Every insurance policy you hold is an assurance that, if something bad happens to you, the firm on the other end of the policy will make restitutions without unreasonable delay. If you get injured at work, for example, your company's workers compensation agrees to pay for medical services. Employment lawyers handle the details; you just get fixed up.
But since figuring out who is financially responsible for services or repairs is typically a tedious, lengthy affair – and time spent waiting often compounds the damage to the victim – insurance firms usually decide to pay up front and figure out the blame later. They then need a path to recoup the costs if, in the end, they weren't in charge of the expense.
Let's Look at an Example
Your bedroom catches fire and causes $10,000 in house damages. Fortunately, you have property insurance and it pays out your claim in full. However, the insurance investigator discovers that an electrician had installed some faulty wiring, and there is a decent chance that a judge would find him accountable for the loss. The home has already been repaired in the name of expediency, but your insurance firm is out ten grand. What does the firm do next?
How Does Subrogation Work?
This is where subrogation comes in. It is the method that an insurance company uses to claim payment after it has paid for something that should have been paid by some other entity. Some insurance firms have in-house property damage lawyers and personal injury attorneys, or a department dedicated to subrogation; others contract with a law firm. Under ordinary circumstances, only you can sue for damages done to your person or property. But under subrogation law, your insurer is given some of your rights in exchange for making good on the damages.
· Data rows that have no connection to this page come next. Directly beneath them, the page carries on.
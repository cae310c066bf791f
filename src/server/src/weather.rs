//! `/hate-weather/*`: mock toxicity reports per platform and region.
//!
//! Numbers are random within fixed per-platform and per-country bands; they
//! only drive the dashboard visuals.

use axum::routing::get;
use axum::{Json, Router};
use chrono::{SecondsFormat, Utc};
use rand::seq::SliceRandom;
use rand::Rng;
use serde::Serialize;
use std::collections::BTreeMap;

use crate::AppState;

/// (name, ISO code, base toxicity)
pub const COUNTRIES: &[(&str, &str, i32)] = &[
    ("United States", "US", 55),
    ("United Kingdom", "GB", 45),
    ("India", "IN", 60),
    ("Brazil", "BR", 52),
    ("Germany", "DE", 35),
    ("France", "FR", 40),
    ("Japan", "JP", 28),
    ("Australia", "AU", 38),
    ("Canada", "CA", 42),
    ("Mexico", "MX", 48),
    ("South Africa", "ZA", 50),
    ("Nigeria", "NG", 58),
    ("Spain", "ES", 37),
    ("Italy", "IT", 41),
    ("South Korea", "KR", 32),
];

/// (platform, base toxicity)
const PLATFORMS: &[(&str, i32)] = &[("x", 60), ("facebook", 45), ("reddit", 50)];

const DAYS: [&str; 7] = ["Mon", "Tue", "Wed", "Thu", "Fri", "Sat", "Sun"];

pub fn router() -> Router<AppState> {
    Router::new()
        .route("/hate-weather/global", get(global))
        .route("/hate-weather/platforms", get(platforms))
        .route("/hate-weather/regions", get(regions))
        .route("/hate-weather/trends", get(trends))
}

// ============ Reports ============

#[derive(Debug, Clone, Copy, PartialEq, Eq, Serialize)]
#[serde(rename_all = "lowercase")]
pub enum Severity {
    Calm,
    Moderate,
    Stormy,
    Severe,
}

impl Severity {
    pub fn from_level(level: i32) -> Self {
        match level {
            l if l < 25 => Severity::Calm,
            l if l < 45 => Severity::Moderate,
            l if l < 65 => Severity::Stormy,
            _ => Severity::Severe,
        }
    }
}

#[derive(Debug, Clone, Copy, PartialEq, Eq, Serialize)]
#[serde(rename_all = "lowercase")]
pub enum Trend {
    Up,
    Down,
    Stable,
}

impl Trend {
    fn random<R: Rng + ?Sized>(rng: &mut R) -> Self {
        [Trend::Up, Trend::Down, Trend::Stable]
            .choose(rng)
            .copied()
            .unwrap_or(Trend::Stable)
    }
}

#[derive(Debug, Serialize)]
#[serde(rename_all = "camelCase")]
pub struct GlobalReport {
    pub platform: &'static str,
    pub toxicity_level: i32,
    pub severity: Severity,
    pub trend: Trend,
    pub last_updated: String,
    pub description: &'static str,
}

#[derive(Debug, Serialize)]
#[serde(rename_all = "camelCase")]
pub struct PlatformReport {
    pub platform: &'static str,
    pub toxicity_level: i32,
    pub severity: Severity,
    pub trend: Trend,
    pub last_updated: String,
    pub active_users: u32,
    pub flagged_content: u32,
}

#[derive(Debug, Serialize)]
#[serde(rename_all = "camelCase")]
pub struct RegionReport {
    pub country: &'static str,
    pub country_code: &'static str,
    pub toxicity_level: i32,
    pub severity: Severity,
    pub platforms: BTreeMap<&'static str, i32>,
    pub trend: Trend,
    pub last_updated: String,
}

#[derive(Debug, Serialize)]
pub struct TrendSeries {
    pub x: Vec<i32>,
    pub facebook: Vec<i32>,
    pub reddit: Vec<i32>,
    pub labels: Vec<&'static str>,
}

fn now() -> String {
    Utc::now().to_rfc3339_opts(SecondsFormat::Millis, true)
}

// ============ Generators ============

pub fn global_report<R: Rng + ?Sized>(rng: &mut R) -> GlobalReport {
    let level = rng.gen_range(15..=75);
    GlobalReport {
        platform: "global",
        toxicity_level: level,
        severity: Severity::from_level(level),
        trend: Trend::random(rng),
        last_updated: now(),
        description: "Global average across all platforms",
    }
}

pub fn platform_reports<R: Rng + ?Sized>(rng: &mut R) -> Vec<PlatformReport> {
    PLATFORMS
        .iter()
        .map(|&(platform, base)| {
            let level = base + rng.gen_range(-10..=10);
            PlatformReport {
                platform,
                toxicity_level: level,
                severity: Severity::from_level(level),
                trend: Trend::random(rng),
                last_updated: now(),
                active_users: rng.gen_range(100_000..=5_000_000),
                flagged_content: rng.gen_range(1_000..=50_000),
            }
        })
        .collect()
}

pub fn region_reports<R: Rng + ?Sized>(rng: &mut R) -> Vec<RegionReport> {
    COUNTRIES
        .iter()
        .map(|&(country, code, base)| {
            let platforms = BTreeMap::from([
                ("x", base + rng.gen_range(-5..=10)),
                ("facebook", base + rng.gen_range(-10..=5)),
                ("reddit", base + rng.gen_range(-8..=8)),
            ]);
            let overall = platforms.values().sum::<i32>() / 3;
            RegionReport {
                country,
                country_code: code,
                toxicity_level: overall,
                severity: Severity::from_level(overall),
                platforms,
                trend: Trend::random(rng),
                last_updated: now(),
            }
        })
        .collect()
}

pub fn trend_series<R: Rng + ?Sized>(rng: &mut R) -> TrendSeries {
    let mut series = |lo: i32, hi: i32| -> Vec<i32> {
        DAYS.iter().map(|_| rng.gen_range(lo..=hi)).collect()
    };
    let x = series(50, 70);
    let facebook = series(35, 55);
    let reddit = series(40, 60);
    TrendSeries {
        x,
        facebook,
        reddit,
        labels: DAYS.to_vec(),
    }
}

// ============ Handlers ============

async fn global() -> Json<GlobalReport> {
    Json(global_report(&mut rand::thread_rng()))
}

async fn platforms() -> Json<Vec<PlatformReport>> {
    Json(platform_reports(&mut rand::thread_rng()))
}

async fn regions() -> Json<Vec<RegionReport>> {
    Json(region_reports(&mut rand::thread_rng()))
}

async fn trends() -> Json<TrendSeries> {
    Json(trend_series(&mut rand::thread_rng()))
}

#[cfg(test)]
mod tests {
    use super::*;
    use crate::build_router;
    use crate::test_support::*;
    use crate::test_support::get;
    use rand::rngs::StdRng;
    use rand::SeedableRng;

    #[test]
    fn test_severity_bands() {
        assert_eq!(Severity::from_level(0), Severity::Calm);
        assert_eq!(Severity::from_level(24), Severity::Calm);
        assert_eq!(Severity::from_level(25), Severity::Moderate);
        assert_eq!(Severity::from_level(44), Severity::Moderate);
        assert_eq!(Severity::from_level(45), Severity::Stormy);
        assert_eq!(Severity::from_level(64), Severity::Stormy);
        assert_eq!(Severity::from_level(65), Severity::Severe);
    }

    #[test]
    fn test_platform_levels_stay_in_band() {
        let mut rng = StdRng::seed_from_u64(9);
        for _ in 0..50 {
            for report in platform_reports(&mut rng) {
                let base = PLATFORMS
                    .iter()
                    .find(|(p, _)| *p == report.platform)
                    .map(|(_, b)| *b)
                    .unwrap();
                assert!((base - 10..=base + 10).contains(&report.toxicity_level));
                assert_eq!(report.severity, Severity::from_level(report.toxicity_level));
            }
        }
    }

    #[test]
    fn test_region_overall_is_platform_mean() {
        let mut rng = StdRng::seed_from_u64(5);
        let reports = region_reports(&mut rng);
        assert_eq!(reports.len(), 15);
        for report in reports {
            let sum: i32 = report.platforms.values().sum();
            assert_eq!(report.toxicity_level, sum / 3);
        }
    }

    #[test]
    fn test_trend_series_covers_a_week() {
        let series = trend_series(&mut StdRng::seed_from_u64(1));
        assert_eq!(series.labels, DAYS.to_vec());
        assert_eq!(series.x.len(), 7);
        assert!(series.x.iter().all(|v| (50..=70).contains(v)));
        assert!(series.facebook.iter().all(|v| (35..=55).contains(v)));
    }

    #[tokio::test]
    async fn test_global_uses_camel_case_keys() {
        let body = read_body(get(build_router(test_state()), "/hate-weather/global").await).await;
        assert_eq!(body["platform"], "global");
        let level = body["toxicityLevel"].as_i64().unwrap();
        assert!((15..=75).contains(&level));
        assert!(body["lastUpdated"].is_string());
        assert!(["up", "down", "stable"].contains(&body["trend"].as_str().unwrap()));
    }

    #[tokio::test]
    async fn test_regions_endpoint_lists_all_countries() {
        let body = read_body(get(build_router(test_state()), "/hate-weather/regions").await).await;
        let regions = body.as_array().unwrap();
        assert_eq!(regions.len(), COUNTRIES.len());
        assert_eq!(regions[0]["countryCode"], "US");
        assert!(regions[0]["platforms"]["reddit"].is_i64());
    }
}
It can go after the money originally due to you, because it has covered the amount already.
How Does This Affect Me?
For a start, if you have a deductible, it wasn't just your insurer who had to pay. In a $10,000 accident with a $1,000 deductible, you have a stake in the outcome as well – namely, $1,000. If your insurer is lax about bringing subrogation cases to court, it might choose to recover its losses by raising your premiums and call it a day. On the other hand, if it knows which cases it is owed and pursues them efficiently, it is doing you a favor as well as itself. If all $10,000 is recovered, you will get your full thousand-dollar deductible back. If it recovers half (for instance, in a case where you are found 50 percent at fault), you'll typically get half your deductible back, depending on the laws in your state.
In addition, if the total loss of an accident is more than your maximum coverage amount, you could be in for a stiff bill. If your insurance company or its property damage lawyers, such as family law 95037, successfully press a subrogation case, it will recover your expenses as well as its own.
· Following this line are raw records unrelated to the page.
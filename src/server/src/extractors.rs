//! Body and query extractors whose rejections render as `{"error": message}`.

use axum::extract::rejection::{JsonRejection, QueryRejection};
use axum::extract::{FromRequest, FromRequestParts};

use crate::error::{ApiError, ServerError};

/// `axum::Json` with malformed or incomplete bodies rejected as 400
#[derive(FromRequest)]
#[from_request(via(axum::Json), rejection(ApiError))]
pub struct AppJson<T>(pub T);

/// `axum::extract::Query` with bad query strings rejected as 400
#[derive(FromRequestParts)]
#[from_request(via(axum::extract::Query), rejection(ApiError))]
pub struct AppQuery<T>(pub T);

impl From<JsonRejection> for ApiError {
    fn from(rejection: JsonRejection) -> Self {
        Self(ServerError::Validation(rejection.body_text()))
    }
}

impl From<QueryRejection> for ApiError {
    fn from(rejection: QueryRejection) -> Self {
        Self(ServerError::Validation(rejection.body_text()))
    }
}
//! Header enrichment for subscriber HTTP traffic.
//!
//! The [`HeaderEnrichmentController`] turns "enrich this subscriber's requests to these URLs"
//! policy into proxy redirect flows, keeping the enrichment proxy and the flow table in step
//! through the [`RuleUrlStore`].

mod config;
mod controller;
mod store;

pub use config::HeConfig;
pub use controller::{HeaderEnrichmentController, SubscriberRule, HTTP_PORT};
pub use store::{RuleScope, RuleUrlStore};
All insurers are not created equal. When comparing, it's worth measuring the records of competing agencies to determine if they pursue legitimate subrogation claims; if they resolve those claims in a reasonable amount of time; if they keep their policyholders apprised as the case continues; and if they then process successfully won reimbursements immediately so that you can get your money back and move on with your life. If, on the other hand, an insurer has a reputation of honoring claims that aren't its responsibility and then covering its income by raising your premiums, you'll feel the sting later.